Private boats, charters, and sightseers need to courteously wait for the
parade to pass. Don’t think your three toots of the horn means that the
paraders can stop for you.
* Charter boats: Some take out three charters each evening of the
parade. They cut into the parade causing havoc and then they cut out,
leaving huge gaps. Solution: Parade officials assign charters boats
locations in the harbor for viewing the parade.
You can do that entire route in less than two hours. How can you leave
out the areas with less parties or less permanent residents? When you
have gone quite a stretch without yelling “Merry Christmas” and you spot
that single little hand waving excitedly from a two-story home, you know
you’ve made their evening.
We say educate the boaters and put back the portions of the bayfront
you cut out.
Maybe next year, we can get the S.S. Michigan back into the parade.

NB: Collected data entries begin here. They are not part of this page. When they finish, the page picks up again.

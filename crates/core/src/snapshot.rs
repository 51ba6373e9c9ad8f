use crate::types::{Grid, GRID_SIZE};

/// Read-only view of the engine handed to the presentation layer.
#[derive(Debug, Clone, Copy, PartialEq, Eq, Hash)]
pub struct GameSnapshot {
    pub grid: Grid,
    pub score: u32,
    pub max_tile: u32,
    pub moves: u32,
    pub four_spawn_count: u32,
    pub game_over: bool,
}

impl GameSnapshot {
    pub fn playable(&self) -> bool {
        !self.game_over
    }
}

impl Default for GameSnapshot {
    fn default() -> Self {
        Self {
            grid: [[0; GRID_SIZE]; GRID_SIZE],
            score: 0,
            max_tile: 0,
            moves: 0,
            four_spawn_count: 0,
            game_over: false,
        }
    }
}
use rand::{distributions::Alphanumeric, Rng};

/// Generates a random alphanumeric secret, e.g. a webhook signing key
pub fn create_random_secret(secret_len: usize) -> String {
    rand::thread_rng()
        .sample_iter(&Alphanumeric)
        .take(secret_len)
        .map(char::from)
        .collect()
}
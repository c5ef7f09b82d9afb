use crate::shared::entity::ID;
use std::fmt::Display;

const MILLIS_PER_MINUTE: i64 = 60 * 1000;

/// How long before an `Interview` the owning `User` wants to be reminded.
///
/// Stored on `UserPreferences` as a string token. Unknown or missing tokens
/// fall back to thirty minutes.
#[derive(Debug, Clone, Copy, PartialEq, Eq)]
pub enum ReminderLeadTime {
    ThirtyMinutes,
    OneHour,
    ThreeHours,
    OneDay,
    TwoDays,
}

impl ReminderLeadTime {
    pub fn from_token(token: Option<&str>) -> Self {
        match token {
            Some("1hour") => Self::OneHour,
            Some("3hours") => Self::ThreeHours,
            Some("1day") => Self::OneDay,
            Some("2days") => Self::TwoDays,
            _ => Self::ThirtyMinutes,
        }
    }

    pub fn minutes(&self) -> i64 {
        match self {
            Self::ThirtyMinutes => 30,
            Self::OneHour => 60,
            Self::ThreeHours => 180,
            Self::OneDay => 1440,
            Self::TwoDays => 2880,
        }
    }

    /// Human readable lead time sent along with the reminder, e.g. "60 minutes"
    pub fn label(&self) -> String {
        format!("{} minutes", self.minutes())
    }
}

impl Default for ReminderLeadTime {
    fn default() -> Self {
        Self::ThirtyMinutes
    }
}

pub fn resolve_lead_minutes(token: Option<&str>) -> i64 {
    ReminderLeadTime::from_token(token).minutes()
}

/// A reminder is due in the half-open window
/// `[scheduled_at - lead_minutes, scheduled_at)`. All timestamps are in millis.
pub fn is_due(scheduled_at: i64, lead_minutes: i64, now: i64) -> bool {
    let remind_at = scheduled_at - lead_minutes * MILLIS_PER_MINUTE;
    now >= remind_at && now < scheduled_at
}

pub fn has_passed(scheduled_at: i64, now: i64) -> bool {
    now >= scheduled_at
}

/// Identifies a reminder that has already been delivered to a `User`
/// for one of their `Interview`s.
#[derive(Debug, Clone, PartialEq, Eq, Hash)]
pub struct TrackedReminderKey {
    pub user_id: ID,
    pub interview_id: ID,
}

impl TrackedReminderKey {
    pub fn new(user_id: &ID, interview_id: &ID) -> Self {
        Self {
            user_id: user_id.clone(),
            interview_id: interview_id.clone(),
        }
    }
}

impl Display for TrackedReminderKey {
    fn fmt(&self, f: &mut std::fmt::Formatter<'_>) -> std::fmt::Result {
        write!(f, "{}-{}", self.user_id, self.interview_id)
    }
}

#[cfg(test)]
mod test {
    use super::*;

    const T: i64 = 1_709_650_800_000; // 2024-03-05T15:00:00Z

    fn minutes(m: i64) -> i64 {
        m * MILLIS_PER_MINUTE
    }

    #[test]
    fn it_resolves_lead_time_tokens() {
        assert_eq!(resolve_lead_minutes(Some("1hour")), 60);
        assert_eq!(resolve_lead_minutes(Some("3hours")), 180);
        assert_eq!(resolve_lead_minutes(Some("1day")), 1440);
        assert_eq!(resolve_lead_minutes(Some("2days")), 2880);
        assert_eq!(resolve_lead_minutes(None), 30);
        assert_eq!(resolve_lead_minutes(Some("")), 30);
        assert_eq!(resolve_lead_minutes(Some("bogus")), 30);
        // Tokens are matched exactly
        assert_eq!(resolve_lead_minutes(Some("1HOUR")), 30);
        assert_eq!(resolve_lead_minutes(Some("1h")), 30);
    }

    #[test]
    fn it_labels_lead_times_in_minutes() {
        assert_eq!(ReminderLeadTime::OneHour.label(), "60 minutes");
        assert_eq!(ReminderLeadTime::default().label(), "30 minutes");
        assert_eq!(ReminderLeadTime::TwoDays.label(), "2880 minutes");
    }

    #[test]
    fn due_window_is_half_open() {
        assert!(is_due(T, 30, T - minutes(30)));
        assert!(is_due(T, 30, T - minutes(1)));
        assert!(is_due(T, 30, T - 1));
        assert!(!is_due(T, 30, T - minutes(31)));
        assert!(!is_due(T, 30, T - minutes(30) - 1));
        assert!(!is_due(T, 30, T));
        assert!(!is_due(T, 30, T + minutes(1)));
    }

    #[test]
    fn due_window_follows_lead_time() {
        let two_days = ReminderLeadTime::TwoDays.minutes();
        assert!(is_due(T, two_days, T - minutes(2880)));
        assert!(!is_due(T, two_days, T - minutes(2881)));
        assert!(!is_due(T, 0, T));
    }

    #[test]
    fn it_detects_passed_interviews() {
        assert!(!has_passed(T, T - 1));
        assert!(has_passed(T, T));
        assert!(has_passed(T, T + minutes(5)));
    }

    #[test]
    fn tracked_key_display_joins_user_and_interview() {
        let user_id = ID::new();
        let interview_id = ID::new();
        let key = TrackedReminderKey::new(&user_id, &interview_id);
        assert_eq!(key.to_string(), format!("{}-{}", user_id, interview_id));
        assert_eq!(key, TrackedReminderKey::new(&user_id, &interview_id));
        assert_ne!(key, TrackedReminderKey::new(&interview_id, &user_id));
    }
}
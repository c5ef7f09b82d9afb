#[cfg(test)]
pub mod test_helpers;
pub mod usecase;
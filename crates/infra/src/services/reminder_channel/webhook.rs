use super::{user_destination, IReminderChannel};
use crate::WebhookSettings;
use reqwest::Client;
use serde::Serialize;
use std::time::Duration;
use workflowgo_domain::{ClientMessage, ID};

pub const WEBHOOK_KEY_HEADER: &str = "workflowgo-webhook-key";

const WEBHOOK_TIMEOUT: Duration = Duration::from_secs(10);

/// Posts every message to the configured webhook, which is responsible for
/// forwarding it to the connected clients of the user
pub struct WebhookReminderChannel {
    client: Client,
    settings: WebhookSettings,
}

impl WebhookReminderChannel {
    pub fn new(settings: WebhookSettings) -> anyhow::Result<Self> {
        Self::with_timeout(settings, WEBHOOK_TIMEOUT)
    }

    /// A webhook that does not answer within `timeout` counts as a failed delivery
    pub fn with_timeout(settings: WebhookSettings, timeout: Duration) -> anyhow::Result<Self> {
        let client = Client::builder().timeout(timeout).build()?;
        Ok(Self { client, settings })
    }
}

#[derive(Debug, Serialize)]
#[serde(rename_all = "camelCase")]
struct WebhookBody<'a> {
    user_id: &'a ID,
    destination: String,
    message: &'a ClientMessage,
}

#[async_trait::async_trait]
impl IReminderChannel for WebhookReminderChannel {
    async fn deliver(&self, user_id: &ID, message: &ClientMessage) -> anyhow::Result<()> {
        let body = WebhookBody {
            user_id,
            destination: user_destination(user_id),
            message,
        };
        self.client
            .post(&self.settings.url)
            .header(WEBHOOK_KEY_HEADER, &self.settings.key)
            .json(&body)
            .send()
            .await?
            .error_for_status()?;

        Ok(())
    }
}

#[cfg(test)]
mod tests {
    use super::*;
    use actix_web::{web, App, HttpRequest, HttpResponse, HttpServer};
    use serde_json::Value;
    use std::net::TcpListener;
    use std::sync::{Arc, Mutex};
    use workflowgo_domain::{Interview, InterviewReminderPayload, Notification};

    #[derive(Clone, Default)]
    struct Received(Arc<Mutex<Vec<(Option<String>, Value)>>>);

    async fn accept(
        req: HttpRequest,
        body: web::Json<Value>,
        received: web::Data<Received>,
    ) -> HttpResponse {
        let key = req
            .headers()
            .get(WEBHOOK_KEY_HEADER)
            .and_then(|v| v.to_str().ok())
            .map(String::from);
        received.0.lock().unwrap().push((key, body.into_inner()));
        HttpResponse::Ok().finish()
    }

    async fn fail() -> HttpResponse {
        HttpResponse::InternalServerError().finish()
    }

    async fn hang() -> HttpResponse {
        actix_web::rt::time::sleep(Duration::from_secs(5)).await;
        HttpResponse::Ok().finish()
    }

    // Launch a webhook receiver on a random port as a background task
    fn spawn_receiver(received: Received) -> String {
        let listener = TcpListener::bind("127.0.0.1:0").unwrap();
        let port = listener.local_addr().unwrap().port();
        let server = HttpServer::new(move || {
            App::new()
                .app_data(web::Data::new(received.clone()))
                .route("/accept", web::post().to(accept))
                .route("/fail", web::post().to(fail))
                .route("/hang", web::post().to(hang))
        })
        .listen(listener)
        .unwrap()
        .workers(1)
        .run();
        actix_web::rt::spawn(server);

        format!("http://127.0.0.1:{}", port)
    }

    fn settings(address: &str, path: &str) -> WebhookSettings {
        WebhookSettings {
            url: format!("{}{}", address, path),
            key: "secret-key".into(),
        }
    }

    fn message(user_id: &ID) -> ClientMessage {
        let interview = Interview::new(user_id.clone(), "Acme", "Engineer", "2024-03-05", "15:00");
        let notification = Notification::interview_reminder(user_id.clone(), &interview.summary(), 0);
        ClientMessage::InterviewReminder(InterviewReminderPayload::new(
            interview.summary(),
            "30 minutes",
            notification,
        ))
    }

    #[actix_web::test]
    async fn it_posts_reminder_to_webhook() {
        let received = Received::default();
        let address = spawn_receiver(received.clone());
        let channel = WebhookReminderChannel::new(settings(&address, "/accept")).unwrap();
        let user_id = ID::new();

        channel
            .deliver(&user_id, &message(&user_id))
            .await
            .expect("To deliver reminder");

        let received = received.0.lock().unwrap().clone();
        assert_eq!(received.len(), 1);
        let (key, body) = &received[0];
        assert_eq!(key.as_deref(), Some("secret-key"));
        assert_eq!(body["userId"], user_id.as_string());
        assert_eq!(body["destination"], format!("/queue/user.{}", user_id));
        assert_eq!(body["message"]["type"], "INTERVIEW_REMINDER");
        assert_eq!(body["message"]["data"]["reminderLabel"], "30 minutes");
        assert_eq!(body["message"]["data"]["title"], "Interview Reminder: Acme");
    }

    #[actix_web::test]
    async fn it_fails_on_error_status() {
        let received = Received::default();
        let address = spawn_receiver(received.clone());
        let channel = WebhookReminderChannel::new(settings(&address, "/fail")).unwrap();
        let user_id = ID::new();

        assert!(channel.deliver(&user_id, &message(&user_id)).await.is_err());
        assert!(received.0.lock().unwrap().is_empty());
    }

    #[actix_web::test]
    async fn it_fails_when_webhook_does_not_answer_in_time() {
        let address = spawn_receiver(Received::default());
        let channel =
            WebhookReminderChannel::with_timeout(settings(&address, "/hang"), Duration::from_millis(200))
                .unwrap();
        let user_id = ID::new();

        assert!(channel.deliver(&user_id, &message(&user_id)).await.is_err());
    }
}
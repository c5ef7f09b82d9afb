mod date;
mod interview;
mod notification;
mod reminder;
mod shared;
mod user;

pub use date::{parse_schedule, ReminderTimezone, ScheduleParseError};
pub use interview::{Interview, InterviewStatus, InterviewSummary, InterviewType, InvalidVariantError};
pub use notification::{
    ClientMessage, InterviewReminderPayload, Notification, NotificationKind, RelatedEntityType,
};
pub use reminder::{has_passed, is_due, resolve_lead_minutes, ReminderLeadTime, TrackedReminderKey};
pub use shared::entity::{Entity, InvalidIDError, ID};
pub use user::{User, UserPreferences};
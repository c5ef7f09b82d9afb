use std::fmt::Debug;
use tracing::error;
use workflowgo_infra::AppContext;

#[async_trait::async_trait(?Send)]
pub trait UseCase: Debug {
    type Response;
    type Error;

    const NAME: &'static str;

    async fn execute(&mut self, ctx: &AppContext) -> Result<Self::Response, Self::Error>;
}

#[tracing::instrument(name = "Executing usecase", skip(usecase, ctx), fields(usecase = U::NAME))]
pub async fn execute<U>(mut usecase: U, ctx: &AppContext) -> Result<U::Response, U::Error>
where
    U: UseCase,
    U::Error: Debug,
{
    let res = usecase.execute(ctx).await;

    if let Err(e) = &res {
        error!("Use case error: {:?}", e);
    }

    res
}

Our first year, she only made five nights without springing an oil leak
and ...!
BILL KELLY and GAY WASSALL-KELLY
Balboa Peninsula
Government should know its borders
Once again intrusive government polices without flexibility and
compassion, ripping the peace from the living quarters of an American
citizen, the only living quarters he has ever known (“Resident trying to
save his bedroom,” Tuesday).
Yes, our proactive government policies intrude into our peaceful
coexistence to tell us what to do and how to do it, when we can do it,
and how we had done it in the past was wrong.
Let’s make a man pay a fine because he bought a house many years ago
that does not meet today’s antiseptic standards. Or maybe we should put
him and his family in jail if he doesn’t change his bedroom to a garage,
or can’t afford to add a garage on his property.
What is wrong in our community with our government institutions,
especially with our code and law enforcement agencies, is the inability
to be humane, understanding, flexible and reasonable when warranted.
Instead, the executors of our rules and regulations follow an almost
Nazi-era mentality to enforcing unwavering and, at times, unjust laws.